Only lines containing the string "walks" belong in the answer; find them in the records and copy them.

Stored data entries:
- - -
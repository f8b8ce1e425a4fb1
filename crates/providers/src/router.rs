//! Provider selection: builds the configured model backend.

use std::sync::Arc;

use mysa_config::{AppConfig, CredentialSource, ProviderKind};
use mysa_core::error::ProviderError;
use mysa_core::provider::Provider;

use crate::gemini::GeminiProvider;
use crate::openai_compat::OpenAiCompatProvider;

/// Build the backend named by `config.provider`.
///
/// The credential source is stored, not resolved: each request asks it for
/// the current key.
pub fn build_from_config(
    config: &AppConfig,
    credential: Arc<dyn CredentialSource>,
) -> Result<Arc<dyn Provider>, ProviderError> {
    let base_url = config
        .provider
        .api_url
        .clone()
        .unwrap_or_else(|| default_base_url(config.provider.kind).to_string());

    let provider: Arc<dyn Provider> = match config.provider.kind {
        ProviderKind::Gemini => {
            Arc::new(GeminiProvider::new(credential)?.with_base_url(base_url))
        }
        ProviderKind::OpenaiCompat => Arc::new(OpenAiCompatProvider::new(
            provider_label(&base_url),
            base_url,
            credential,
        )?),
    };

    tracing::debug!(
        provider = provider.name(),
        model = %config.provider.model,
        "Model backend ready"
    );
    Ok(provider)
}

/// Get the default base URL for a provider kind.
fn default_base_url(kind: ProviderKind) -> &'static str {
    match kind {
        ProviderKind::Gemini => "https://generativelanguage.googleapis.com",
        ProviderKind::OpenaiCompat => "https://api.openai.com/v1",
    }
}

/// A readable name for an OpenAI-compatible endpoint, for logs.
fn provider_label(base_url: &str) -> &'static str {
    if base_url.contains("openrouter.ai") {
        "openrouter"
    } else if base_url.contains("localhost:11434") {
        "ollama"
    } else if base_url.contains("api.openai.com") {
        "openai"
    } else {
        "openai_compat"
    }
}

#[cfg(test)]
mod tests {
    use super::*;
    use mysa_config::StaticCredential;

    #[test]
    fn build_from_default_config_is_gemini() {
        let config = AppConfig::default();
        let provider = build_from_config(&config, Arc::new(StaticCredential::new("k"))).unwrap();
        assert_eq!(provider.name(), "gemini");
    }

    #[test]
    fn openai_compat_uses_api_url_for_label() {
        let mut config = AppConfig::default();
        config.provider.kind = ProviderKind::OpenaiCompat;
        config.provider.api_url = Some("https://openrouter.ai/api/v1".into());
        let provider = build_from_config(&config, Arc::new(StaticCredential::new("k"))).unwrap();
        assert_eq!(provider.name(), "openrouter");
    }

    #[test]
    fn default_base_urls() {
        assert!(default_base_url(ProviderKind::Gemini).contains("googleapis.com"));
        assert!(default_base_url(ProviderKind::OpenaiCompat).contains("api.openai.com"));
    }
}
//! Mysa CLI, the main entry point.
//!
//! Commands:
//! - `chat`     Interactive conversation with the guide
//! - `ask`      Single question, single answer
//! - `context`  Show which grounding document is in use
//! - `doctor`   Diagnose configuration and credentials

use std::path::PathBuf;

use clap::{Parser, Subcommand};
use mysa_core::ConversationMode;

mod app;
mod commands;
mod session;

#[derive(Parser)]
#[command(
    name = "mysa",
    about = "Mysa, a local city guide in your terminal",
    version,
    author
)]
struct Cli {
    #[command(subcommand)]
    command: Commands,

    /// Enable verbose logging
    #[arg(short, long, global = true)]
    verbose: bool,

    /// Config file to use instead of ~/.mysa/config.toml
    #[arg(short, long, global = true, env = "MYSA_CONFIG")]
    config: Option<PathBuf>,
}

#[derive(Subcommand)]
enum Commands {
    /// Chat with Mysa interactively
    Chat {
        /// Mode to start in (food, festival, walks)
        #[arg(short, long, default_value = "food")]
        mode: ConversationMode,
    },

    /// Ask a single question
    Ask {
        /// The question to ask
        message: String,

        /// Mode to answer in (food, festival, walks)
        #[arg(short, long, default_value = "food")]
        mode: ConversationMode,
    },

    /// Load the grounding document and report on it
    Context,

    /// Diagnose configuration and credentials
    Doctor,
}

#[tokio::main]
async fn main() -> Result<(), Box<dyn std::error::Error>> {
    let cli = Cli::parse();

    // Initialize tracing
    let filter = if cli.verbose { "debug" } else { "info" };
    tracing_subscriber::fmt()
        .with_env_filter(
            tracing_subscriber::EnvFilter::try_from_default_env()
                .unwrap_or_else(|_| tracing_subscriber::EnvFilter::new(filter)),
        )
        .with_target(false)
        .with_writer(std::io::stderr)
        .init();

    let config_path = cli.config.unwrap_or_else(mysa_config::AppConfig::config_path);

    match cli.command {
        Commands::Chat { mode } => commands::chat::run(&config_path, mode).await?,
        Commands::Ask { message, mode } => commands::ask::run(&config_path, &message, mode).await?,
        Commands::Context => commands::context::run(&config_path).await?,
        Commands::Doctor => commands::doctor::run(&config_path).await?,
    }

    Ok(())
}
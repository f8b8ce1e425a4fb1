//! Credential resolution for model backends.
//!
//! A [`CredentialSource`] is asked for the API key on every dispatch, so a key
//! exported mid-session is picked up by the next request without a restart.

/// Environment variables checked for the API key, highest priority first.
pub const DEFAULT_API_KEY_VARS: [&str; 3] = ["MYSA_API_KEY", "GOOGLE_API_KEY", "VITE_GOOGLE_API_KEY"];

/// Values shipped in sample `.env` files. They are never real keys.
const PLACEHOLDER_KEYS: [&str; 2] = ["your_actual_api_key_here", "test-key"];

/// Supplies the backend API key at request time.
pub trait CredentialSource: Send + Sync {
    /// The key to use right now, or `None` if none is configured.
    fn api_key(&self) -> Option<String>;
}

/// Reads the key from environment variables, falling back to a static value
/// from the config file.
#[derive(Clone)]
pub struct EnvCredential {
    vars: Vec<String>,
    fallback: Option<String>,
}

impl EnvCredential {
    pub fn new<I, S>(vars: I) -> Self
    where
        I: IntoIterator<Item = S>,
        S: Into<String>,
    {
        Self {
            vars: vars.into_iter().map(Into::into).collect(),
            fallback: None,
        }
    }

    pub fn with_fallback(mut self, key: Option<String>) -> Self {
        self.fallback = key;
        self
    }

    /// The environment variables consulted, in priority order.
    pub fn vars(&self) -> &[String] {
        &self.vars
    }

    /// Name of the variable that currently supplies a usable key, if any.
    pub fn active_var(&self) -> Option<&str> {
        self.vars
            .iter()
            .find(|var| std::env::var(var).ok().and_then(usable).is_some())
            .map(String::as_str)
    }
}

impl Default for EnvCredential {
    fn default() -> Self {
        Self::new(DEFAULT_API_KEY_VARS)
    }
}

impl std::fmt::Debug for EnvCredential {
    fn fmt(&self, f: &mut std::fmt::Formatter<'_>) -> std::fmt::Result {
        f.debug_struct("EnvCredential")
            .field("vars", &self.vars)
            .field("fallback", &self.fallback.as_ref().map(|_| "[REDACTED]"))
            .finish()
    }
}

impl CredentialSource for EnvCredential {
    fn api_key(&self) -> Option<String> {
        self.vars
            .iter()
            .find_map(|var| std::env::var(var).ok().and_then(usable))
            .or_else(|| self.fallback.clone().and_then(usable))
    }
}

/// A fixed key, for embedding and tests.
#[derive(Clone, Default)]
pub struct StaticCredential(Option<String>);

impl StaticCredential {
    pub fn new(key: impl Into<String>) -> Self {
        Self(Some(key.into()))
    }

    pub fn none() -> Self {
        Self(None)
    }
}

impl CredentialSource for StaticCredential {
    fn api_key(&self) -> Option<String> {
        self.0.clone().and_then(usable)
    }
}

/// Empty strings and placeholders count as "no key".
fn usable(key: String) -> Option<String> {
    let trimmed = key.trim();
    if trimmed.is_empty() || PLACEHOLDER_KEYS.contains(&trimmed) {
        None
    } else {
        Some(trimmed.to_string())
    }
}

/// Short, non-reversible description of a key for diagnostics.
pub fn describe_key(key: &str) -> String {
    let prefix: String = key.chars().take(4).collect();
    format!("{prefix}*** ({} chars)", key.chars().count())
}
- - -
Result for this task:
        /// Mode to start in (food, festival, walks)
        /// Mode to answer in (food, festival, walks)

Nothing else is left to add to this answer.